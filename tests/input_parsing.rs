use approx::assert_relative_eq;
use proptest::prelude::*;
use circuit_analyzer::errors::AnalyzerError;
use circuit_analyzer::parser::{parse_si_value, parse_value};

mod common;
use common::*;
use common::strategies::*;

#[test]
fn test_plain_numbers() {
    assert_eq!(parse_value("10", "V").unwrap(), 10.0);
    assert_eq!(parse_value(" -2.5 ", "V").unwrap(), -2.5);
    assert_eq!(parse_value("1e-3", "L").unwrap(), 0.001);
    assert!(parse_value("inf", "L").unwrap().is_infinite());
}

#[test]
fn test_window_input_rejects_si_suffixes() {
    for input in ["2k", "1M", "1m", "10u", "4.7meg"] {
        let err = parse_value(input, "R1").unwrap_err();
        assert_eq!(err, AnalyzerError::InvalidNumber { field: "R1".to_string(), input: input.to_string() });
    }
}

#[test]
fn test_command_line_si_suffixes() {
    let cases = [
        ("2.2k", 2.2e3),
        ("1m", 1e-3),
        ("1M", 1e-3),
        ("4.7meg", 4.7e6),
        ("10u", 10e-6),
        ("10µ", 10e-6),
        ("100n", 100e-9),
        ("22p", 22e-12),
        ("3g", 3e9),
        ("1t", 1e12),
        ("10 k", 10e3),
    ];
    for (input, expected) in cases {
        let value = parse_si_value(input, "R1").unwrap();
        assert_relative_eq!(value, expected, max_relative = EPSILON_STRICT);
    }
}

#[test]
fn test_empty_input_is_invalid() {
    let err = parse_value("   ", "Voltage (V)").unwrap_err();
    assert_eq!(
        err,
        AnalyzerError::InvalidNumber { field: "Voltage (V)".to_string(), input: String::new() }
    );
}

#[test]
fn test_garbage_is_invalid() {
    assert!(matches!(parse_value("abc", "R1"), Err(AnalyzerError::InvalidNumber { .. })));
    assert!(matches!(parse_value("1.2.3", "R1"), Err(AnalyzerError::InvalidNumber { .. })));
    assert!(matches!(parse_value("k", "R1"), Err(AnalyzerError::InvalidNumber { .. })));
    assert!(matches!(parse_si_value("k", "R1"), Err(AnalyzerError::InvalidNumber { .. })));
    assert!(matches!(parse_si_value("1.2.3k", "R1"), Err(AnalyzerError::InvalidNumber { .. })));
}

#[test]
fn test_unknown_suffix() {
    let err = parse_si_value("5x", "R_th").unwrap_err();
    assert_eq!(err, AnalyzerError::InvalidSuffix { field: "R_th".to_string(), suffix: "x".to_string() });
}

proptest! {

#[test]
fn prop_display_of_finite_value_parses_back(value in finite_value_strategy()) {
    prop_assert_eq!(parse_value(&value.to_string(), "x").unwrap(), value);
    prop_assert_eq!(parse_si_value(&value.to_string(), "x").unwrap(), value);
}

#[test]
fn prop_non_numeric_text_is_rejected(text in non_numeric_strategy()) {
    prop_assert!(parse_value(&text, "x").is_err());
    prop_assert!(parse_si_value(&text, "x").is_err());
}

}
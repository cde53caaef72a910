mod app;

use circuit_analyzer::analysis::AnalysisType;
use circuit_analyzer::parser::parse_si_value;
use clap::{Parser, Subcommand};
use eframe::egui;
use miette::{IntoDiagnostic, Result};

use crate::app::AnalyzerApp;

/// Desktop calculator for elementary circuit formulas
#[derive(Debug, Parser)]
#[command(name = "circuit-analyzer", version)]
struct Cli {
    /// Analysis type selected when the window opens
    #[arg(long, env = "CIRCUIT_ANALYZER_ANALYSIS", default_value = "ohms-law")]
    analysis: AnalysisType,

    #[command(subcommand)]
    command: Option<Command>,
}

#[derive(Debug, Subcommand)]
enum Command {
    /// Evaluate one formula and print the result line instead of opening the window
    Eval {
        /// ohms-law, kvl, thevenin, max-power or resonance
        analysis: AnalysisType,

        /// Inputs in field order. Unlike the window, SPICE suffixes are accepted:
        /// 2.2k, 10u, 4.7meg (m means milli)
        #[arg(required = true, allow_hyphen_values = true)]
        values: Vec<String>,
    },
}

fn main() -> Result<()> {
    let cli = Cli::parse();

    tracing_subscriber::fmt()
        .with_env_filter(tracing_subscriber::EnvFilter::from_default_env())
        .with_writer(std::io::stderr)
        .init();

    match cli.command {
        Some(Command::Eval { analysis, values }) => eval(analysis, &values),
        None => run_window(cli.analysis),
    }
}

fn eval(analysis: AnalysisType, values: &[String]) -> Result<()> {
    let captions = analysis.field_captions();
    let inputs = values
        .iter()
        .enumerate()
        .map(|(idx, text)| parse_si_value(text, captions.get(idx).copied().unwrap_or("extra input")))
        .collect::<std::result::Result<Vec<f64>, _>>()
        .into_diagnostic()?;
    let solution = analysis.evaluate(&inputs).into_diagnostic()?;
    println!("{solution}");
    Ok(())
}

fn run_window(analysis: AnalysisType) -> Result<()> {
    tracing::info!(analysis = analysis.name(), "opening window");
    let options = eframe::NativeOptions {
        viewport: egui::ViewportBuilder::default()
            .with_inner_size([440.0, 380.0])
            .with_min_inner_size([360.0, 300.0]),
        ..Default::default()
    };

    eframe::run_native(
        "Circuit Analyzer",
        options,
        Box::new(move |_cc| Ok(Box::new(AnalyzerApp::new(analysis)))),
    )
    .map_err(|e| miette::miette!("failed to open window: {e}"))
}
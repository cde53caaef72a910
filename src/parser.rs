use crate::errors::AnalyzerError;

/// Parses one text-box entry as a plain float literal (`10`, ` -2.5 `, `1e-3`, `inf`).
pub fn parse_value(input: &str, field: &str) -> Result<f64, AnalyzerError> {
    let input = input.trim();
    input.parse::<f64>().map_err(|_| AnalyzerError::InvalidNumber {
        field: field.to_string(),
        input: input.to_string(),
    })
}

/// Like [`parse_value`], but also takes a trailing SPICE-style SI suffix, so
/// `2.2k` is 2200 and `1m` is 0.001. `m` and `M` both mean milli; mega is `meg`.
///
/// Only the command line uses this; the window accepts plain floats.
pub fn parse_si_value(input: &str, field: &str) -> Result<f64, AnalyzerError> {
    let input = input.trim();
    if let Ok(value) = input.parse::<f64>() {
        return Ok(value);
    }

    let suffix_start = input
        .find(|c: char| !c.is_ascii_digit() && !matches!(c, '.' | '-' | '+'))
        .unwrap_or(input.len());

    let numeric_part = &input[..suffix_start];
    let suffix = input[suffix_start..].trim();

    let value = parse_value(numeric_part, field).map_err(|_| AnalyzerError::InvalidNumber {
        field: field.to_string(),
        input: input.to_string(),
    })?;

    let multiplier = match suffix.to_lowercase().as_str() {
        "t" => 1e12,
        "g" => 1e9,
        "meg" => 1e6,
        "k" => 1e3,
        "m" => 1e-3,
        "u" | "µ" | "μ" => 1e-6,
        "n" => 1e-9,
        "p" => 1e-12,
        _ => {
            return Err(AnalyzerError::InvalidSuffix {
                field: field.to_string(),
                suffix: suffix.to_string(),
            });
        }
    };
    Ok(value * multiplier)
}
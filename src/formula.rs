use std::f64::consts::PI;
use crate::units::{Capacitance, Current, Frequency, Inductance, Resistance, Voltage};

/// R = V / I. A zero current yields a zero resistance instead of a division by zero.
pub fn ohms_law_resistance(v: Voltage, i: Current) -> Resistance {
    let current = f64::from(i);
    if current == 0.0 {
        return Resistance::new(0.0);
    }
    Resistance::new(f64::from(v) / current)
}

/// ΣV around a loop.
pub fn loop_voltage_sum(voltages: &[Voltage]) -> Voltage {
    Voltage::new(voltages.iter().map(|v| f64::from(*v)).sum())
}

/// Open-circuit voltage across R2 of a divider fed by `v_in`.
///
/// R1 + R2 == 0 is not rejected; the result is `NaN` or infinite.
pub fn thevenin_voltage(r1: Resistance, r2: Resistance, v_in: Voltage) -> Voltage {
    let (r1, r2) = (f64::from(r1), f64::from(r2));
    Voltage::new(r2 / (r1 + r2) * f64::from(v_in))
}

/// Load resistance that draws maximum power from a source with resistance `r_th`.
pub fn max_power_load(r_th: Resistance) -> Resistance {
    r_th
}

/// f = 1 / (2π √(LC))
pub fn resonant_frequency(l: Inductance, c: Capacitance) -> Frequency {
    let lc = f64::from(l) * f64::from(c);
    Frequency::new(1.0 / (2.0 * PI * lc.sqrt()))
}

---+---

Each line of the listing that includes the word "cases" should be copied out.

    let cases = [
    for (input, expected) in cases {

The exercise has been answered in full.